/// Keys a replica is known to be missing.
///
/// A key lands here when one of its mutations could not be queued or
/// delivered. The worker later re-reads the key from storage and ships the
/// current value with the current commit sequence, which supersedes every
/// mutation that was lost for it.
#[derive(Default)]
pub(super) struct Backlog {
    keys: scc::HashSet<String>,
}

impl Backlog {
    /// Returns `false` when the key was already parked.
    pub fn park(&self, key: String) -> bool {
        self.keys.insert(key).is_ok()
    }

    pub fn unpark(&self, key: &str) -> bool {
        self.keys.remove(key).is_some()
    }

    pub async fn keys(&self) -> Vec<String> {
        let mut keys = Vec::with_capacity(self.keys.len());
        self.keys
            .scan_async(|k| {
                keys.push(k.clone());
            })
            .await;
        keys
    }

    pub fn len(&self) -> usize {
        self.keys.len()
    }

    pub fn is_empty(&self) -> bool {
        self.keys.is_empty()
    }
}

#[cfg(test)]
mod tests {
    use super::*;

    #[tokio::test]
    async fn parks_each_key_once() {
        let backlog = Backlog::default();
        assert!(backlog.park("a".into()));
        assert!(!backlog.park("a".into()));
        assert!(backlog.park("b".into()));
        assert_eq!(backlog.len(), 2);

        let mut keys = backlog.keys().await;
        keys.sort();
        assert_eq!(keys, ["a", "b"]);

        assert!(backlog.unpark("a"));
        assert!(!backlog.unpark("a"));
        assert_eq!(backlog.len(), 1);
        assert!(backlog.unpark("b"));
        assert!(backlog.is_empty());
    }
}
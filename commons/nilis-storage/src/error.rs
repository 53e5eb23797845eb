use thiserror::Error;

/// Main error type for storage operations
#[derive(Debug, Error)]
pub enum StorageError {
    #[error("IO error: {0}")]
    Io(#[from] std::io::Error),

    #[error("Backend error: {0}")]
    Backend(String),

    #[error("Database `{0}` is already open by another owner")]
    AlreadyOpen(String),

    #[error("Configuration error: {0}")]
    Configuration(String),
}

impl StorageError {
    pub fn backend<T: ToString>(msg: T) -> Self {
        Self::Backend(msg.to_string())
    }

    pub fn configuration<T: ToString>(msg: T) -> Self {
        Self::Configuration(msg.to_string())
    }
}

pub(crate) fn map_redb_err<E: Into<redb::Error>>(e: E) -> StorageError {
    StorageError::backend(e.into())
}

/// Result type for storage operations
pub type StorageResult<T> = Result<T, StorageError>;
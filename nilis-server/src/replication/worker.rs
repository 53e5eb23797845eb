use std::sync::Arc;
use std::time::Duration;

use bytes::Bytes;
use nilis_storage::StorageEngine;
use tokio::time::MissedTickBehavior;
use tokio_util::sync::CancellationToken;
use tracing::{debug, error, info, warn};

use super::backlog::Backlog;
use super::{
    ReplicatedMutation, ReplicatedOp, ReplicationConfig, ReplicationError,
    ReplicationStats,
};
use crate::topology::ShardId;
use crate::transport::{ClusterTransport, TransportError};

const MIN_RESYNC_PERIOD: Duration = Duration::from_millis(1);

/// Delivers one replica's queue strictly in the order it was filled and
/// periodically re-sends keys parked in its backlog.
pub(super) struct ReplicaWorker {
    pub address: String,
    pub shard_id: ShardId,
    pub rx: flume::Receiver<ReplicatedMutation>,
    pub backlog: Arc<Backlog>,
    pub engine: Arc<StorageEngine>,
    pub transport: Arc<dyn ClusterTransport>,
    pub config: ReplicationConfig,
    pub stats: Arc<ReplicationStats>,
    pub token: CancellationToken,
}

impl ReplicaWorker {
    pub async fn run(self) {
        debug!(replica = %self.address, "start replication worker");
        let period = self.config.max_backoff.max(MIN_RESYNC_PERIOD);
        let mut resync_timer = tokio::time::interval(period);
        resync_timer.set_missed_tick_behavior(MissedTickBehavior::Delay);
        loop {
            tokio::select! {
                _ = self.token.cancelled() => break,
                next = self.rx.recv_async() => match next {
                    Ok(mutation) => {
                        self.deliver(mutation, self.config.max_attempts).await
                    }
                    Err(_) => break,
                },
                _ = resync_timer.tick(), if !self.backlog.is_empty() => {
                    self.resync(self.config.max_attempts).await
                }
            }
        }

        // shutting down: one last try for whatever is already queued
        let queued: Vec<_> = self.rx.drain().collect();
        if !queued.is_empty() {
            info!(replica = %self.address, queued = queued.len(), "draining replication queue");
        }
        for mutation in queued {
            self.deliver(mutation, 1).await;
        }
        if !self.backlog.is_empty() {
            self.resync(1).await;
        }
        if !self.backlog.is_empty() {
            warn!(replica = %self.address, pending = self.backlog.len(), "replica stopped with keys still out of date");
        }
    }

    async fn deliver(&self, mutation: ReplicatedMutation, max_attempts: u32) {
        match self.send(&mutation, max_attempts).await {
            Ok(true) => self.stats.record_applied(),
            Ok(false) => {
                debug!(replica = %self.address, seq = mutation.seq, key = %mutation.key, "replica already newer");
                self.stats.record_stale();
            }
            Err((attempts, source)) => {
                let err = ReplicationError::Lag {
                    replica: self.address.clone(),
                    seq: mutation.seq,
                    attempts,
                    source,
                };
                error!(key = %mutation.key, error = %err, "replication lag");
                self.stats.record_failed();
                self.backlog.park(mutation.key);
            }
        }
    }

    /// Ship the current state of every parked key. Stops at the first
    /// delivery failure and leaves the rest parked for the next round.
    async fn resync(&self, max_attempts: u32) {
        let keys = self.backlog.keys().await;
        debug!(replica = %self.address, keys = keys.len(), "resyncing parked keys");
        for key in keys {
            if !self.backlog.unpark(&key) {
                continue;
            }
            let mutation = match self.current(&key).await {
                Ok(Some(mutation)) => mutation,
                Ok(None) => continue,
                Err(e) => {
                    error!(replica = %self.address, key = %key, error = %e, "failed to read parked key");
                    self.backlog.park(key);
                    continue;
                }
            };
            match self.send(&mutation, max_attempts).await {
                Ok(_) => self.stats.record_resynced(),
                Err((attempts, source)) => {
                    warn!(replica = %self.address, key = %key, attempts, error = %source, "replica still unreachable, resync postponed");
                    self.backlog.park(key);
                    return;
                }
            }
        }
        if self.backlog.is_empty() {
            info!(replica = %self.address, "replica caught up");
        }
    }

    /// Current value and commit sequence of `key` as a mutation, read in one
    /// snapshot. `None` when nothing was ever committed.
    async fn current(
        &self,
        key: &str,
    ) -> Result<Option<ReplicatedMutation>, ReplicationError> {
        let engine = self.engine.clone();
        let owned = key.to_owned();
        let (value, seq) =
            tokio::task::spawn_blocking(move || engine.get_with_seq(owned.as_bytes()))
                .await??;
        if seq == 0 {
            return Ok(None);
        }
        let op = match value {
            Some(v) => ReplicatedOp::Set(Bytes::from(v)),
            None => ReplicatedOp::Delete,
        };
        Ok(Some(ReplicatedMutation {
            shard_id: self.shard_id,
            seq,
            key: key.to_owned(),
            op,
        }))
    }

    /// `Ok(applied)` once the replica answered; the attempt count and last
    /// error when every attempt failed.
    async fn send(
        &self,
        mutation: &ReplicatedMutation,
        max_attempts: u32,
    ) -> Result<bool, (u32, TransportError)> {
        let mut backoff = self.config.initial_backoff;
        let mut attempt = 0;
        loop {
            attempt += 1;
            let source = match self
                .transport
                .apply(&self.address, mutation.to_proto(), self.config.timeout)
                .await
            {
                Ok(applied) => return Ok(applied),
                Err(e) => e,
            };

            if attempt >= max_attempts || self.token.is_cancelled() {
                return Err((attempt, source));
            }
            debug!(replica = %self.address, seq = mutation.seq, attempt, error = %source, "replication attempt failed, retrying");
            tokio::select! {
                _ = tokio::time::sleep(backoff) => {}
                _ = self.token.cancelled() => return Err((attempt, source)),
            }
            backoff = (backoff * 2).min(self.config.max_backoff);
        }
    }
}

# # # # #

# [What you are asked to do]
Reproduce, please, the lines of the material from its first line down to the line containing "pub async fn keys(&self)", keeping both ends and nothing beyond them.

# [Result for this exercise]
/// Keys a replica is known to be missing.
///
/// A key lands here when one of its mutations could not be queued or
/// delivered. The worker later re-reads the key from storage and ships the
/// current value with the current commit sequence, which supersedes every
/// mutation that was lost for it.
#[derive(Default)]
pub(super) struct Backlog {
    keys: scc::HashSet<String>,
}

impl Backlog {
    /// Returns `false` when the key was already parked.
    pub fn park(&self, key: String) -> bool {
        self.keys.insert(key).is_ok()
    }

    pub fn unpark(&self, key: &str) -> bool {
        self.keys.remove(key).is_some()
    }

    pub async fn keys(&self) -> Vec<String> {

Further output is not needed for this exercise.